Eine lange Reise – aus Amerika ins Hamburg Dungeon
Die Moorleichen haben eine lange Reise von Amerika bis nach Hamburg hinter sich. Während eines Zwischenstopps in Berlin wurden sie von Chris Lange von Creative Design & Services extra für das Hamburg Dungeon modelliert und bekamen so ihr besonders grausames Aussehen. Lange gibt nicht nur den Moorleichen ihr individuelles Gesicht, sondern setzt mit seinem Team die gesamte Gestaltung der neuen Attraktion um.

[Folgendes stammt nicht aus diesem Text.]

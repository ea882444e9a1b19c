//! The `templates` view: files on disk rendered with secrets from the store.
//!
//! Each configured root (logical name → directory) becomes a directory under
//! the provider; below it the on-disk tree is mirrored.  Files are rendered
//! on every read, as the caller.

use std::collections::BTreeMap;
use std::path::{Path, PathBuf};
use std::sync::Arc;

use async_trait::async_trait;
use secretsfs_core::provider::{
    DirEntry, LookupEntry, NodeAttr, NodeKind, Provider, RequestContext, join_sub,
};
use secretsfs_core::{FsError, SecretStore};
use tracing::{debug, warn};

use crate::template;

pub const NAME: &str = "templates";

const DIR_PERM: u16 = 0o555;
const FILE_PERM: u16 = 0o444;

/// What a sub-path of this provider points at.
#[derive(Debug, PartialEq, Eq)]
enum Location {
    /// The provider root, listing the logical root names.
    Top,
    /// A configured root directory itself.
    Root(PathBuf),
    /// Something below a root.
    Disk(PathBuf),
}

pub struct TemplatesProvider {
    roots: BTreeMap<String, PathBuf>,
    store: Arc<dyn SecretStore>,
}

impl TemplatesProvider {
    pub fn new(roots: BTreeMap<String, PathBuf>, store: Arc<dyn SecretStore>) -> Self {
        Self { roots, store }
    }

    fn locate(&self, sub_path: &str) -> Result<Location, FsError> {
        if sub_path.is_empty() {
            return Ok(Location::Top);
        }
        let mut segments = sub_path.split('/');
        let root_name = segments.next().unwrap_or_default();
        let root = self.roots.get(root_name).ok_or(FsError::NotFound)?;

        let mut path = root.clone();
        let mut below = false;
        for segment in segments {
            if segment.is_empty() || segment == "." || segment == ".." {
                return Err(FsError::NotFound);
            }
            path.push(segment);
            below = true;
        }
        Ok(if below {
            Location::Disk(path)
        } else {
            Location::Root(path)
        })
    }

    async fn secret_content(&self, ctx: &RequestContext<'_>, path: String) -> Result<Vec<u8>, FsError> {
        let secret = self.store.get_secret(&path, ctx.caller).await?;
        if secret.is_container() || secret.content_bytes().is_empty() {
            return Err(FsError::Configuration(format!("secret '{path}' is empty")));
        }
        Ok(secret.content_bytes().to_vec())
    }

    async fn render(&self, ctx: &RequestContext<'_>, file: &Path) -> Result<Vec<u8>, FsError> {
        let src = tokio::fs::read_to_string(file).await.map_err(|e| {
            warn!(path = %file.display(), error = %e, "cannot read template");
            io_error(&e)
        })?;
        template::render(&src, |path| self.secret_content(ctx, path)).await
    }

    async fn attr_of(&self, ctx: &RequestContext<'_>, location: &Location) -> Result<NodeAttr, FsError> {
        let path = match location {
            Location::Top | Location::Root(_) => return Ok(NodeAttr::directory(DIR_PERM)),
            Location::Disk(path) => path,
        };
        let meta = tokio::fs::metadata(path).await.map_err(|e| io_error(&e))?;
        if meta.is_dir() {
            return Ok(NodeAttr::directory(DIR_PERM));
        }
        let size = match self.render(ctx, path).await {
            Ok(content) => content.len() as u64,
            Err(e) => {
                warn!(path = %path.display(), user = %ctx.caller.name, error = %e, "template render failed");
                0
            }
        };
        Ok(NodeAttr::file(size, FILE_PERM))
    }
}

fn io_error(e: &std::io::Error) -> FsError {
    match e.kind() {
        std::io::ErrorKind::NotFound => FsError::NotFound,
        std::io::ErrorKind::PermissionDenied => FsError::PermissionDenied(e.to_string()),
        std::io::ErrorKind::NotADirectory => FsError::NotADirectory,
        _ => FsError::Unavailable(e.to_string()),
    }
}

#[async_trait]
impl Provider for TemplatesProvider {
    fn name(&self) -> &str {
        NAME
    }

    async fn list_directory(
        &self,
        ctx: &RequestContext<'_>,
        sub_path: &str,
    ) -> Result<Vec<DirEntry>, FsError> {
        let dir = match self.locate(sub_path)? {
            Location::Top => {
                return Ok(self
                    .roots
                    .keys()
                    .map(|name| ctx.dir_entry("", name, NodeKind::Directory))
                    .collect());
            }
            Location::Root(dir) | Location::Disk(dir) => dir,
        };

        let mut read_dir = tokio::fs::read_dir(&dir).await.map_err(|e| {
            debug!(path = %dir.display(), error = %e, "cannot list template directory");
            io_error(&e)
        })?;
        let mut found = Vec::new();
        while let Some(entry) = read_dir.next_entry().await.map_err(|e| io_error(&e))? {
            let Ok(name) = entry.file_name().into_string() else {
                continue;
            };
            let is_dir = tokio::fs::metadata(entry.path())
                .await
                .map(|m| m.is_dir())
                .unwrap_or(false);
            let kind = if is_dir { NodeKind::Directory } else { NodeKind::File };
            found.push((name, kind));
        }
        found.sort();
        Ok(found
            .into_iter()
            .map(|(name, kind)| ctx.dir_entry(sub_path, &name, kind))
            .collect())
    }

    async fn lookup(
        &self,
        ctx: &RequestContext<'_>,
        sub_path: &str,
        name: &str,
    ) -> Result<LookupEntry, FsError> {
        let child = join_sub(sub_path, name);
        let attr = self.attr_of(ctx, &self.locate(&child)?).await?;
        Ok(ctx.lookup_entry(sub_path, name, attr))
    }

    async fn read(&self, ctx: &RequestContext<'_>, sub_path: &str) -> Result<Vec<u8>, FsError> {
        match self.locate(sub_path)? {
            Location::Top | Location::Root(_) => Err(FsError::IsADirectory),
            Location::Disk(path) => {
                if tokio::fs::metadata(&path).await.map_err(|e| io_error(&e))?.is_dir() {
                    return Err(FsError::IsADirectory);
                }
                self.render(ctx, &path).await.inspect_err(|e| {
                    warn!(path = %path.display(), user = %ctx.caller.name, error = %e, "template render failed");
                })
            }
        }
    }

    async fn get_attributes(
        &self,
        ctx: &RequestContext<'_>,
        sub_path: &str,
    ) -> Result<NodeAttr, FsError> {
        self.attr_of(ctx, &self.locate(sub_path)?).await
    }
}

#[cfg(test)]
mod tests {
    use super::*;
    use crate::testing::{MockStore, caller, context};
    use secretsfs_core::SecretKind;
    use secretsfs_core::inode::InodeRegistry;

    struct Fixture {
        _dir: tempfile::TempDir,
        provider: TemplatesProvider,
    }

    fn fixture() -> Fixture {
        let dir = tempfile::tempdir().unwrap();
        let apps = dir.path().join("apps");
        std::fs::create_dir_all(apps.join("nested")).unwrap();
        std::fs::write(
            apps.join("db.conf"),
            "user={{ .Get \"app/user\" }}\npass={{ get \"app/tls_cert\" }}\n",
        )
        .unwrap();
        std::fs::write(apps.join("nested/static.txt"), "static\n").unwrap();
        std::fs::write(apps.join("broken.conf"), "x={{ .Get \"app/missing\" }}\n").unwrap();
        std::fs::write(apps.join("bad.conf"), "x={{ .Env \"HOME\" }}\n").unwrap();

        let store = MockStore::default()
            .container("app", &[("user", SecretKind::Value)])
            .value("app/user", "admin")
            .value("app/tls_cert", "PEM");
        let roots = BTreeMap::from([("apps".to_string(), apps)]);
        Fixture {
            _dir: dir,
            provider: TemplatesProvider::new(roots, Arc::new(store)),
        }
    }

    #[tokio::test]
    async fn top_lists_root_names() {
        let f = fixture();
        let inodes = InodeRegistry::new();
        let c = caller("alice");
        let ctx = context(&c, &inodes, NAME);
        let entries = f.provider.list_directory(&ctx, "").await.unwrap();
        assert_eq!(entries.len(), 1);
        assert_eq!(entries[0].name, "apps");
        assert_eq!(entries[0].inode, inodes.get_or_create("/templates/apps"));
    }

    #[tokio::test]
    async fn mirrors_disk_tree() {
        let f = fixture();
        let inodes = InodeRegistry::new();
        let c = caller("alice");
        let ctx = context(&c, &inodes, NAME);
        let entries = f.provider.list_directory(&ctx, "apps").await.unwrap();
        let names: Vec<(&str, NodeKind)> = entries.iter().map(|e| (e.name.as_str(), e.kind)).collect();
        assert_eq!(
            names,
            vec![
                ("bad.conf", NodeKind::File),
                ("broken.conf", NodeKind::File),
                ("db.conf", NodeKind::File),
                ("nested", NodeKind::Directory),
            ]
        );
        let nested = f.provider.list_directory(&ctx, "apps/nested").await.unwrap();
        assert_eq!(nested[0].name, "static.txt");
    }

    #[tokio::test]
    async fn renders_secrets_into_file() {
        let f = fixture();
        let inodes = InodeRegistry::new();
        let c = caller("alice");
        let ctx = context(&c, &inodes, NAME);
        let expected = b"user=admin\npass=PEM\n";
        assert_eq!(f.provider.read(&ctx, "apps/db.conf").await.unwrap(), expected);
        let found = f.provider.lookup(&ctx, "apps", "db.conf").await.unwrap();
        assert_eq!(found.attr, NodeAttr::file(expected.len() as u64, FILE_PERM));
    }

    #[tokio::test]
    async fn failed_render_reads_as_error_with_zero_size() {
        let f = fixture();
        let inodes = InodeRegistry::new();
        let c = caller("alice");
        let ctx = context(&c, &inodes, NAME);
        assert!(matches!(
            f.provider.read(&ctx, "apps/broken.conf").await,
            Err(FsError::Configuration(_))
        ));
        assert!(matches!(
            f.provider.read(&ctx, "apps/bad.conf").await,
            Err(FsError::Configuration(_))
        ));
        let attr = f.provider.get_attributes(&ctx, "apps/broken.conf").await.unwrap();
        assert_eq!(attr, NodeAttr::file(0, FILE_PERM));
    }

    #[tokio::test]
    async fn traversal_and_unknown_roots_are_not_found() {
        let f = fixture();
        let inodes = InodeRegistry::new();
        let c = caller("alice");
        let ctx = context(&c, &inodes, NAME);
        assert!(matches!(
            f.provider.read(&ctx, "apps/../apps/db.conf").await,
            Err(FsError::NotFound)
        ));
        assert!(matches!(
            f.provider.list_directory(&ctx, "other").await,
            Err(FsError::NotFound)
        ));
        assert!(matches!(
            f.provider.lookup(&ctx, "apps", "absent.conf").await,
            Err(FsError::NotFound)
        ));
        assert!(matches!(
            f.provider.read(&ctx, "apps/nested").await,
            Err(FsError::IsADirectory)
        ));
    }
}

Neue Attraktion in 2010 – die Moorleichen
Ab März 2010 ist das Hamburg Dungeon um eine wahrlich schreckhafte Attraktion reicher – die Moorleichen! Unheimliche finstere Irrwege durch sumpfiges Moor und die scheußliche Begegnung mit gruseligen Moorleichen erwarten die Besucher des Hamburg Dungeon. Auf ihrer Reise durch die jahrhundertealte Geschichte der Hansestadt stoßen sie auf dem Pfad des Grauens auf die im Morast ruhenden Körper von Hamburgs Ahnen und ihre düsteren Geheimnisse. Nur wer starke Nerven hat, kämpft sich durch den Sumpf der Verwesung bis ans rettende Tageslicht. Wer schreit verliert!
Zum Hamburg Dungeon
Das Grauen vor Augen, den Atem der Geschichte im Nacken – das Hamburg Dungeon lässt düstere Zeiten wieder lebendig werden. Zum Greifen nah breitet die Pest ihre schwarzen Schatten über Hamburg aus, tosen die Wellen der Sturmflut von 1717, lodern die Flammen des großen Feuers von 1848 und rollt der Kopf des unheimlichen Piraten Klaus Störtebeker. Einen einmaligen Rahmen bieten filmreife Kulissen, überraschende Effekte und aufregende Fahrattraktionen wie zum Beispiel „Extremis – Sturz in die Hölle“. In Anlehnung an das öffentliche Erhängen in der Zeit des Dreißigjährigen Krieges erleben die mutigen Besucher den freien Fall aus acht Metern Höhe.
Das Hamburg Dungeon ist täglich ab 10 Uhr geöffnet, letzter Einlass ist um 17 Uhr (im Februar ab 11 Uhr geöffnet). Hamburg Dungeon in der Speicherstadt: Kehrwieder 2, 20457 Hamburg.